Given that they could not change the strict regimen for taking oral bisphosphonates, pharmaceutical researchers concentrated on dosing duration as a means by which to enhance patient compliance and persistence. The first two oral bisphosphonates (alendronate and risedronate) went from daily to weekly dosing. Marketers believed that having to delay coffee or breakfast once a week rather than every morning would be viewed as a major improvement. In Table 17.3, osteoporosis medications approved in 1995 or later are listed with frequency of dosing and dosing method, and additional relevant information is provided.
Table 17.3
FDA-approved osteoporosis medications by dose duration and delivery method
Medication | Dose frequency | Delivery method | Approval date |
---|---|---|---|
Alendronate | Dailya | Oral | 1995 |
Weeklya | Oral | 2000b | |
Risedronate | Dailya | Oral | 2000 |
Weeklya | Oral | 2002c, d | |
Monthlya | Oral | 2012 | |
Ibandronate | Monthlya | Oral | 2005e, f |
Every 3 months | IV injection | 2006 | |
Zoledronic acid | Annually | IV infusion | 2007 |
Raloxifene | Daily | Oral | 1997g |
Teriparatide | Daily | Subcutaneous self-injection | 2002 |
Denosumab | Every 6 months | IV injection | 2010 |
Studies began almost immediately to determine whether the different dosing durations also differed in their compliance and persistence rates. With alendronate and risedronate, weekly dosing showed significant improvement in compliance and persistence over daily dosing [39, 40]. Initially, it appeared that patients preferred a monthly bisphosphonate to weekly dosing [41]. However, when patients were told about efficacy differences in the monthly (ibandronate) as opposed to weekly (alendronate, risedronate), this was no longer the case [42, 43]. Other studies reported that database studies showed better adherence with monthly over weekly dosing intervals [44], but little additional empirical evidence was found.

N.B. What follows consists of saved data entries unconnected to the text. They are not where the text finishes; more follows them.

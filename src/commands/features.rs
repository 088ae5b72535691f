//! Command: list the registered features.
use std::fmt::Write as _;

use anyhow::Result;

use crate::features::{FeatureDefinition, FeatureRegistry};

/// Print the feature table to stdout.
///
/// # Errors
///
/// Returns an error if the shipped features conflict.
pub fn run() -> Result<()> {
    let registry = FeatureRegistry::with_builtin_features()?;
    print!("{}", render_table(&registry));
    Ok(())
}

/// Features in schedule order with priority and environments.
#[must_use]
pub fn render_table(registry: &FeatureRegistry) -> String {
    let mut definitions: Vec<&FeatureDefinition> = registry.all().iter().collect();
    definitions.sort_by_key(|d| d.priority());

    let width = definitions
        .iter()
        .map(|d| d.name().len())
        .chain(["NAME".len()])
        .max()
        .unwrap_or_default()
        + 2;

    let mut out = String::new();
    let _ = writeln!(out, "{:<width$}{:<10}ENVIRONMENTS", "NAME", "PRIORITY");
    for definition in definitions {
        let environments = if definition.environments().is_empty() {
            "all".to_string()
        } else {
            definition
                .environments()
                .iter()
                .map(String::as_str)
                .collect::<Vec<_>>()
                .join(", ")
        };
        let _ = writeln!(
            out,
            "{:<width$}{:<10}{environments}",
            definition.name(),
            definition.priority()
        );
    }
    out
}
impl GithubConfig {
    fn from_value(raw: &Value) -> Result<Self> {
        let features = raw.get("features");
        let buttons = raw.get("enabled_merge_buttons");
        let merge_buttons = MergeButtons {
            squash: flag(buttons, "squash"),
            merge: flag(buttons, "merge"),
            rebase: flag(buttons, "rebase"),
        };
        if merge_buttons.squash == Some(false)
            && merge_buttons.merge == Some(false)
            && merge_buttons.rebase == Some(false)
        {
            bail!("enabled_merge_buttons: at least one merge button must stay enabled");
        }

        let protected_branches = match raw.get("protected_branches") {
            Some(node) => Some(branch_protection::parse_rules(node)?),
            None => None,
        };

        Ok(Self {
            description: text(raw, "description"),
            homepage: text(raw, "homepage"),
            labels: parse_labels(raw)?,
            features: RepoFeatures {
                issues: flag(features, "issues"),
                wiki: flag(features, "wiki"),
                projects: flag(features, "projects"),
                discussions: flag(features, "discussions"),
            },
            merge_buttons,
            pages: PagesConfig::parse(raw)?,
            protected_branches,
        })
    }

    /// Settings patch and the matching change descriptions.
    fn settings_update(&self, current: &RepoSettings) -> (RepoUpdate, Vec<String>) {
        let mut update = RepoUpdate::default();
        let mut changes = Vec::new();

        if let Some(description) = &self.description
            && current.description.as_deref().unwrap_or_default() != description
        {
            changes.push(format!("set description to '{description}'"));
            update.description = Some(description.clone());
        }
        if let Some(homepage) = &self.homepage
            && current.homepage.as_deref().unwrap_or_default() != homepage
        {
            changes.push(format!("set homepage to '{homepage}'"));
            update.homepage = Some(homepage.clone());
        }

        let toggles = [
            ("issues", self.features.issues, current.has_issues, &mut update.has_issues),
            ("wiki", self.features.wiki, current.has_wiki, &mut update.has_wiki),
            ("projects", self.features.projects, current.has_projects, &mut update.has_projects),
            (
                "discussions",
                self.features.discussions,
                current.has_discussions,
                &mut update.has_discussions,
            ),
            (
                "squash merging",
                self.merge_buttons.squash,
                current.allow_squash_merge,
                &mut update.allow_squash_merge,
            ),
            (
                "merge commits",
                self.merge_buttons.merge,
                current.allow_merge_commit,
                &mut update.allow_merge_commit,
            ),
            (
                "rebase merging",
                self.merge_buttons.rebase,
                current.allow_rebase_merge,
                &mut update.allow_rebase_merge,
            ),
        ];
        for (label, wanted, live, slot) in toggles {
            if let Some(wanted) = wanted
                && wanted != live
            {
                let verb = if wanted { "enable" } else { "disable" };
                changes.push(format!("{verb} {label}"));
                *slot = Some(wanted);
            }
        }
        (update, changes)
    }
}

impl Feature for GitHub {
    fn name(&self) -> &str {
        "github"
    }

    fn schema(&self) -> Schema {
        let toggles = |keys: &[&'static str]| {
            Schema::map(keys.iter().map(|key| Field::optional(*key, Schema::Bool)))
        };
        Schema::map([
            Field::optional("description", Schema::Str),
            Field::optional("homepage", Schema::Str),
            Field::optional(
                "labels",
                Schema::seq(Schema::Matches {
                    pattern: "[a-z0-9][a-z0-9-]*",
                    description: "a lowercase topic",
                }),
            ),
            Field::optional(
                "features",
                toggles(&["issues", "wiki", "projects", "discussions"]),
            ),
            Field::optional(
                "enabled_merge_buttons",
                toggles(&["squash", "merge", "rebase"]),
            ),
            Field::optional(
                "ghp_type",
                Schema::Enum(&["legacy", "workflow", "disabled"]),
            ),
            Field::optional("ghp_branch", Schema::NonEmptyStr),
            Field::optional("ghp_path", Schema::Str),
            Field::optional(
                "protected_branches",
                Schema::map_of(branch_protection::rule_schema()),
            ),
        ])
    }

    fn parse(&self, raw: &Value) -> Result<FeatureConfig> {
        Ok(FeatureConfig::Github(Box::new(GithubConfig::from_value(
            raw,
        )?)))
    }

    fn run(&self, config: &FeatureConfig, ctx: &FeatureContext) -> Result<FeatureResult> {
        let FeatureConfig::Github(config) = config else {
            bail!("github received configuration for another feature");
        };
        let repo = ctx.repository.full_name();
        let github = &ctx.services.github;
        let current = github.repository(&repo)?;
        let mut changes = Vec::new();

        let (update, planned) = config.settings_update(&current);
        let squash = update.allow_squash_merge.unwrap_or(current.allow_squash_merge);
        let merge = update.allow_merge_commit.unwrap_or(current.allow_merge_commit);
        let rebase = update.allow_rebase_merge.unwrap_or(current.allow_rebase_merge);
        if !(squash || merge || rebase) {
            bail!("enabled_merge_buttons would leave no merge button enabled");
        }
        changes.extend(ctx.apply_all(planned, || {
            github.update_repository(&repo, &update)?;
            Ok(())
        })?);

        if let Some(labels) = &config.labels {
            let mut wanted = labels.clone();
            wanted.sort();
            let mut live = current.topics.clone();
            live.sort();
            if wanted != live {
                let change = if labels.is_empty() {
                    "clear topics".to_string()
                } else {
                    format!("set topics to {}", labels.join(", "))
                };
                ctx.apply(&mut changes, change, || {
                    github.set_topics(&repo, labels)?;
                    Ok(())
                })?;
            }
        }

        if let Some(pages) = &config.pages {
            let default_branch = ctx
                .repository
                .default_branch
                .as_deref()
                .unwrap_or(&current.default_branch);
            pages::sync(pages, default_branch, ctx, &mut changes)?;
        }

        if let Some(rules) = &config.protected_branches {
            branch_protection::sync(rules, ctx, &mut changes)?;
        }

        Ok(FeatureResult::Synced(changes))
    }
}
//! Command: check the document without running any feature.
use std::sync::Arc;

use anyhow::Result;

use super::{CommandSetup, shared_log};
use crate::cli::{GlobalOpts, SelectionOpts};
use crate::engine::{Orchestrator, Plan, RunError};
use crate::error::AsfYamlError;
use crate::features::FeatureRegistry;
use crate::logging::Logger;

/// Resolve, select and validate, then report.
///
/// # Errors
///
/// Returns an error if setup fails or the document does not validate.
pub fn run(global: &GlobalOpts, opts: &SelectionOpts, log: &Arc<Logger>) -> Result<()> {
    let base = opts.base_environment()?;
    let setup = CommandSetup::init(global, log)?;
    let orchestrator = Orchestrator::new(
        FeatureRegistry::with_builtin_features()?,
        setup.repository.clone(),
        setup.services(None),
        shared_log(log),
    )
    .with_filter(opts.filter());

    log.stage("Validating");
    match orchestrator.plan(&setup.document, &base) {
        Ok(plan) => {
            summarise(&plan, log);
            log.info(&format!("{} is valid", setup.document.source_name()));
            Ok(())
        }
        Err(RunError {
            source: AsfYamlError::Validation(errors),
            ..
        }) => {
            for error in &errors.errors {
                log.error(&error.to_string());
            }
            anyhow::bail!(
                "{} validation error(s) in {}",
                errors.len(),
                setup.document.source_name()
            );
        }
        Err(e) => Err(e.into()),
    }
}

fn summarise(plan: &Plan, log: &Logger) {
    log.info(&format!("environment: {}", plan.environment()));
    for feature in plan.selected() {
        log.info(&format!("{feature}: ok"));
    }
    for (feature, reason) in plan.skipped() {
        log.debug(&format!("{feature}: {reason}"));
    }
}
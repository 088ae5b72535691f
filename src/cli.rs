//! Command-line interface definition.
use std::path::PathBuf;

use clap::{Parser, Subcommand};
use clap_complete::Shell;

use crate::config::environment::Environment;
use crate::engine::FeatureFilter;
use crate::error::EnvironmentError;

/// Top-level CLI entry point for the asfyaml engine.
#[derive(Parser, Debug)]
#[command(
    name = "asfyaml",
    about = "Apply a repository's .asf.yaml to its infrastructure",
    version
)]
pub struct Cli {
    /// Subcommand to run.
    #[command(subcommand)]
    pub command: Command,

    /// Enable verbose output
    #[arg(short, long, global = true)]
    pub verbose: bool,

    /// Options shared by every subcommand.
    #[command(flatten)]
    pub global: GlobalOpts,
}

/// Options shared across all subcommands.
#[derive(Parser, Debug, Clone, Default)]
pub struct GlobalOpts {
    /// Repository checkout to configure (defaults to the current directory)
    #[arg(long, global = true)]
    pub repo: Option<PathBuf>,

    /// Configuration document (defaults to <repo>/.asf.yaml)
    #[arg(short, long, global = true)]
    pub file: Option<PathBuf>,

    /// GitHub organisation owning the repository
    #[arg(long, global = true)]
    pub org: Option<String>,

    /// Tool settings file (defaults to $XDG_CONFIG_HOME/asfyaml/settings.toml)
    #[arg(long, global = true)]
    pub settings: Option<PathBuf>,
}

impl GlobalOpts {
    /// Directory the repository is discovered from.
    #[must_use]
    pub fn repo_dir(&self) -> PathBuf {
        self.repo.clone().unwrap_or_else(|| PathBuf::from("."))
    }
}

/// Available subcommands.
#[derive(Subcommand, Debug)]
pub enum Command {
    /// Validate the document and synchronise every configured feature
    Run(RunOpts),
    /// Validate the document without running any feature
    Validate(SelectionOpts),
    /// List the registered features
    Features,
    /// Print a shell completion script
    Completions(CompletionsOpts),
    /// Print version information
    Version,
}

impl Command {
    /// Name used for the log file of this invocation.
    #[must_use]
    pub const fn name(&self) -> &'static str {
        match self {
            Self::Run(_) => "run",
            Self::Validate(_) => "validate",
            Self::Features => "features",
            Self::Completions(_) => "completions",
            Self::Version => "version",
        }
    }
}

/// Environment and feature selection shared by `run` and `validate`.
#[derive(Parser, Debug, Clone, Default)]
pub struct SelectionOpts {
    /// Plan changes without applying them (runs in the noop environment)
    #[arg(short, long)]
    pub noop: bool,

    /// Environment granted to the run
    #[arg(short, long, conflicts_with = "noop")]
    pub environment: Option<String>,

    /// Skip specific features
    #[arg(long, value_delimiter = ',')]
    pub skip: Vec<String>,

    /// Run only specific features
    #[arg(long, value_delimiter = ',')]
    pub only: Vec<String>,
}

impl SelectionOpts {
    /// Environment the invocation grants before the document is consulted.
    ///
    /// # Errors
    ///
    /// Returns [`EnvironmentError::InvalidName`] for a malformed
    /// `--environment`.
    pub fn base_environment(&self) -> Result<Environment, EnvironmentError> {
        self.environment
            .as_deref()
            .map_or_else(|| Ok(Environment::from_invocation(self.noop)), Environment::new)
    }

    /// The `--only` / `--skip` filter.
    #[must_use]
    pub fn filter(&self) -> FeatureFilter {
        FeatureFilter {
            only: self.only.clone(),
            skip: self.skip.clone(),
        }
    }
}

/// Options for the `run` subcommand.
#[derive(Parser, Debug, Clone, Default)]
pub struct RunOpts {
    /// Environment and feature selection.
    #[command(flatten)]
    pub selection: SelectionOpts,

    /// GitHub API token (falls back to ASFYAML_TOKEN, then GITHUB_TOKEN)
    #[arg(long)]
    pub token: Option<String>,

    /// Treat the repository as private
    #[arg(long)]
    pub private: bool,
}

impl RunOpts {
    /// The API token from the command line or the environment.
    #[must_use]
    pub fn token(&self) -> Option<String> {
        self.token
            .clone()
            .or_else(|| std::env::var("ASFYAML_TOKEN").ok())
            .or_else(|| std::env::var("GITHUB_TOKEN").ok())
            .filter(|t| !t.trim().is_empty())
    }
}

/// Options for the `completions` subcommand.
#[derive(Parser, Debug, Clone)]
pub struct CompletionsOpts {
    /// Target shell
    #[arg(value_enum)]
    pub shell: Shell,
}

#[cfg(test)]
#[allow(
    clippy::expect_used,
    clippy::unwrap_used,
    clippy::indexing_slicing,
    clippy::panic
)]
mod tests {
    use super::*;
    use clap::CommandFactory;

    #[test]
    fn verify_cli() {
        Cli::command().debug_assert();
    }

    #[test]
    fn parse_run_with_repo_and_file() {
        let cli = Cli::parse_from([
            "asfyaml",
            "--repo",
            "/src/foo",
            "run",
            "--file",
            "/tmp/x.yaml",
        ]);
        assert_eq!(cli.global.repo, Some(PathBuf::from("/src/foo")));
        assert_eq!(cli.global.file, Some(PathBuf::from("/tmp/x.yaml")));
        assert!(matches!(cli.command, Command::Run(_)));
    }

    #[test]
    fn parse_run_noop_short() {
        let cli = Cli::parse_from(["asfyaml", "run", "-n"]);
        let Command::Run(opts) = cli.command else {
            panic!("expected run");
        };
        assert!(opts.selection.noop);
        assert!(opts.selection.base_environment().unwrap().is_restricted());
    }

    #[test]
    fn noop_conflicts_with_environment() {
        let result = Cli::try_parse_from(["asfyaml", "run", "--noop", "--environment", "testing"]);
        assert!(result.is_err());
    }

    #[test]
    fn parse_run_environment() {
        let cli = Cli::parse_from(["asfyaml", "run", "--environment", "testing"]);
        let Command::Run(opts) = cli.command else {
            panic!("expected run");
        };
        assert_eq!(
            opts.selection.base_environment().unwrap().as_str(),
            "testing"
        );
    }

    #[test]
    fn invalid_environment_is_rejected() {
        let opts = SelectionOpts {
            environment: Some("Prod".to_string()),
            ..SelectionOpts::default()
        };
        assert!(opts.base_environment().is_err());
    }

    #[test]
    fn default_environment_is_production() {
        let env = SelectionOpts::default().base_environment().unwrap();
        assert_eq!(env, Environment::production());
    }

    #[test]
    fn parse_run_only_and_skip() {
        let cli = Cli::parse_from(["asfyaml", "run", "--only", "github,notifications", "--skip", "publish"]);
        let Command::Run(opts) = cli.command else {
            panic!("expected run");
        };
        let filter = opts.selection.filter();
        assert_eq!(filter.only, vec!["github", "notifications"]);
        assert_eq!(filter.skip, vec!["publish"]);
    }

    #[test]
    fn parse_run_org_and_private() {
        let cli = Cli::parse_from(["asfyaml", "run", "--org", "example", "--private"]);
        assert_eq!(cli.global.org.as_deref(), Some("example"));
        let Command::Run(opts) = cli.command else {
            panic!("expected run");
        };
        assert!(opts.private);
    }

    #[test]
    fn explicit_token_wins() {
        let opts = RunOpts {
            token: Some("abc".to_string()),
            ..RunOpts::default()
        };
        assert_eq!(opts.token().as_deref(), Some("abc"));
    }

    #[test]
    fn parse_validate() {
        let cli = Cli::parse_from(["asfyaml", "validate", "--noop"]);
        assert!(matches!(cli.command, Command::Validate(ref s) if s.noop));
        assert_eq!(cli.command.name(), "validate");
    }

    #[test]
    fn parse_features_and_version() {
        assert!(matches!(
            Cli::parse_from(["asfyaml", "features"]).command,
            Command::Features
        ));
        assert!(matches!(
            Cli::parse_from(["asfyaml", "version"]).command,
            Command::Version
        ));
    }

    #[test]
    fn parse_completions() {
        let cli = Cli::parse_from(["asfyaml", "completions", "bash"]);
        assert!(matches!(
            cli.command,
            Command::Completions(CompletionsOpts { shell: Shell::Bash })
        ));
    }

    #[test]
    fn parse_verbose() {
        let cli = Cli::parse_from(["asfyaml", "-v", "features"]);
        assert!(cli.verbose);
    }
}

Although, it was convenient to believe that infrequent dosing would improve compliance and persistence with antifracture medication, Lee and colleagues [45] reviewed published articles between 1970 and 2009 to see if this variable (i.e., time to next dose) was truly making a difference in medication behaviors. In an outstanding article, these researchers agreed that there was a clear trend that weekly medications had better compliance and persistence than daily medications but that the longer intervals did not make a significant difference in compliance. They suggest that efficacy, side effects, and administration route are far more important to compliance and persistence than is dosing interval. And some studies show that even the annual dosing of zoledronic acid is no guarantee of persistence with this medicine over time [46]. And the consequences of a single missed dose with a yearly interval are substantially more concerning than those of a daily, weekly, or even monthly medication.